Spinal discs are composed of a nucleus pulposis the inner, central soft part of the intervertebral disk, and the outer part the annulus fibrosus.
Nucleus pulposus consists of proteoglycan and hyalouronic long chains.
Hyalouronic chains in the nucleus pulposus have avidity for water and hydrate the center of the disc.
The annulus fibrosus surrounds the nucleus pulposus and attaches to the vertebral bodies above and below.
If the nucleus pulposus loses turgor and elasticity the disk bulges outwears beyond the margins of the body of the vertebra.
A longitudinal ligament attaches to the vertebral bodies and to the discs anteriorly and posterior.
The cartilaginous endplate of each disc is attached to the bony endplate of the vertebral body.
The anterior longitudinal ligament resists forces to extension, and is stronger than the posterior longitudinal ligament.
The posterior longitudinal ligament rests forces of flexion.
The posterior ligament attaches strongly to the annulus fibrosus.
Tears to the posterior longitudinal ligament occur commonly when there is free fragment disc herniation.

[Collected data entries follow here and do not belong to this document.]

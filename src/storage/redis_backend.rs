//! Redis backend
//!
//! Holds a fixed number of multiplexed connection managers, created once at
//! startup and used round-robin. Atomic batches are sent as `MULTI`/`EXEC`
//! pipelines, bulk reads as plain pipelines.

use ::redis::aio::{ConnectionManager, ConnectionManagerConfig};
use ::redis::{
    Client, ConnectionAddr, ConnectionInfo, FromRedisValue, RedisConnectionInfo, Value,
};
use async_trait::async_trait;
use std::collections::HashMap;
use std::sync::atomic::{AtomicUsize, Ordering};
use std::sync::RwLock;
use std::time::Duration;
use tracing::{debug, info};

use super::{check_expiries, KvBackend, ScoreBound, WriteOp};
use crate::config::RedisConfig;
use crate::error::StoreError;

/// Redis-backed key-value store
pub struct RedisBackend {
    connections: RwLock<Vec<ConnectionManager>>,
    next: AtomicUsize,
}

impl RedisBackend {
    /// Open `pool_size` connections to the configured server
    pub async fn connect(config: &RedisConfig) -> Result<Self, StoreError> {
        let client = Client::open(connection_info(config))?;

        let pool_size = config.pool_size.max(1);
        let connections = futures::future::try_join_all(
            (0..pool_size).map(|_| client.get_connection_manager_with_config(manager_config(config))),
        )
        .await
        .map_err(|e| {
            StoreError::Unavailable(format!(
                "failed to connect to redis at {}:{}: {}",
                config.host, config.port, e
            ))
        })?;

        info!(
            host = %config.host,
            port = config.port,
            db = config.db,
            pool_size = pool_size,
            "Connected to Redis"
        );

        Ok(Self {
            connections: RwLock::new(connections),
            next: AtomicUsize::new(0),
        })
    }

    /// Pick the next pooled connection
    fn connection(&self) -> Result<ConnectionManager, StoreError> {
        let connections = self
            .connections
            .read()
            .map_err(|_| StoreError::Unavailable("connection pool poisoned".to_string()))?;

        if connections.is_empty() {
            return Err(StoreError::Unavailable("connection pool closed".to_string()));
        }

        let index = self.next.fetch_add(1, Ordering::Relaxed) % connections.len();
        Ok(connections[index].clone())
    }
}

fn connection_info(config: &RedisConfig) -> ConnectionInfo {
    let non_empty = |s: &str| (!s.is_empty()).then(|| s.to_string());

    ConnectionInfo {
        addr: ConnectionAddr::Tcp(config.host.clone(), config.port),
        redis: RedisConnectionInfo {
            db: config.db,
            username: non_empty(&config.username),
            password: non_empty(&config.password),
            ..Default::default()
        },
    }
}

fn manager_config(config: &RedisConfig) -> ConnectionManagerConfig {
    ConnectionManagerConfig::new()
        .set_connection_timeout(Duration::from_secs(config.connect_timeout_seconds))
        .set_response_timeout(Duration::from_secs(config.response_timeout_seconds))
}

/// Build the `MULTI`/`EXEC` pipeline for an atomic batch
///
/// Expiries are checked up front: once queued, a rejected PEXPIRE would not
/// stop the other commands from applying.
fn atomic_pipeline(ops: &[WriteOp]) -> Result<::redis::Pipeline, StoreError> {
    check_expiries(ops)?;

    let mut pipe = ::redis::pipe();
    pipe.atomic();

    for op in ops {
        match op {
            WriteOp::SetFields { key, fields } => {
                pipe.cmd("HSET").arg(key).arg(fields).ignore();
            }
            WriteOp::Expire { key, ttl } => {
                let millis = i64::try_from(ttl.as_millis()).map_err(|_| {
                    StoreError::Unavailable(format!("invalid expire time for {}", key))
                })?;
                pipe.cmd("PEXPIRE").arg(key).arg(millis).ignore();
            }
            WriteOp::SortedAdd { key, member, score } => {
                pipe.cmd("ZADD").arg(key).arg(*score).arg(member).ignore();
            }
        }
    }

    Ok(pipe)
}

/// Decode one HGETALL reply; `None` when it is not a string map
fn decode_hash_reply(key: &str, reply: &Value) -> Option<HashMap<String, String>> {
    match HashMap::<String, String>::from_redis_value(reply) {
        Ok(fields) => Some(fields),
        Err(e) => {
            debug!(key = %key, error = %e, "Discarding unreadable hash reply");
            None
        }
    }
}

#[async_trait]
impl KvBackend for RedisBackend {
    async fn execute_atomic(&self, ops: Vec<WriteOp>) -> Result<(), StoreError> {
        let mut conn = self.connection()?;
        let pipe = atomic_pipeline(&ops)?;
        let () = pipe.query_async(&mut conn).await?;
        Ok(())
    }

    async fn range_by_score(
        &self,
        key: &str,
        min: ScoreBound,
        max: ScoreBound,
    ) -> Result<Vec<String>, StoreError> {
        let mut conn = self.connection()?;
        let members: Vec<String> = ::redis::cmd("ZRANGEBYSCORE")
            .arg(key)
            .arg(min.as_min_arg())
            .arg(max.as_max_arg())
            .query_async(&mut conn)
            .await?;
        Ok(members)
    }

    async fn fetch_fields(
        &self,
        keys: &[String],
    ) -> Result<Vec<Option<HashMap<String, String>>>, StoreError> {
        if keys.is_empty() {
            return Ok(Vec::new());
        }

        let mut conn = self.connection()?;
        let mut pipe = ::redis::pipe();
        for key in keys {
            pipe.cmd("HGETALL").arg(key);
        }

        let replies: Vec<Value> = pipe.query_async(&mut conn).await?;
        if replies.len() != keys.len() {
            return Err(StoreError::Unavailable(format!(
                "expected {} replies, got {}",
                keys.len(),
                replies.len()
            )));
        }

        Ok(replies
            .iter()
            .zip(keys)
            .map(|(reply, key)| decode_hash_reply(key, reply))
            .collect())
    }

    async fn ping(&self) -> Result<(), StoreError> {
        let mut conn = self.connection()?;
        let _pong: String = ::redis::cmd("PING").query_async(&mut conn).await?;
        Ok(())
    }

    async fn close(&self) -> Result<(), StoreError> {
        let mut connections = self
            .connections
            .write()
            .map_err(|_| StoreError::Unavailable("connection pool poisoned".to_string()))?;
        let count = connections.len();
        connections.clear();
        info!(connections = count, "Redis connection pool closed");
        Ok(())
    }
}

The height of the disc maintains the separation distance between the adjacent vertebral bodies.
Discs allow motion to occur, with the cumulative effect of each spinal segment yielding the total range of motion of the spine in any of several directions.
Discs allow for proper spacing that permits the intervertebral foramen to maintain its height, and allows the segmental nerve roots room to exit each spinal level without compression.
The disc allows for shock absorption of the spine and permits it to compress and rebound when the spine is axially loaded during such activities as jumping and running.
The intervertebral disc resists the downward pull of gravity on the head and trunk during prolonged sitting and standing.
The disc’s elasticity allows motion coupling, so that the spine may flex, rotate, and bend.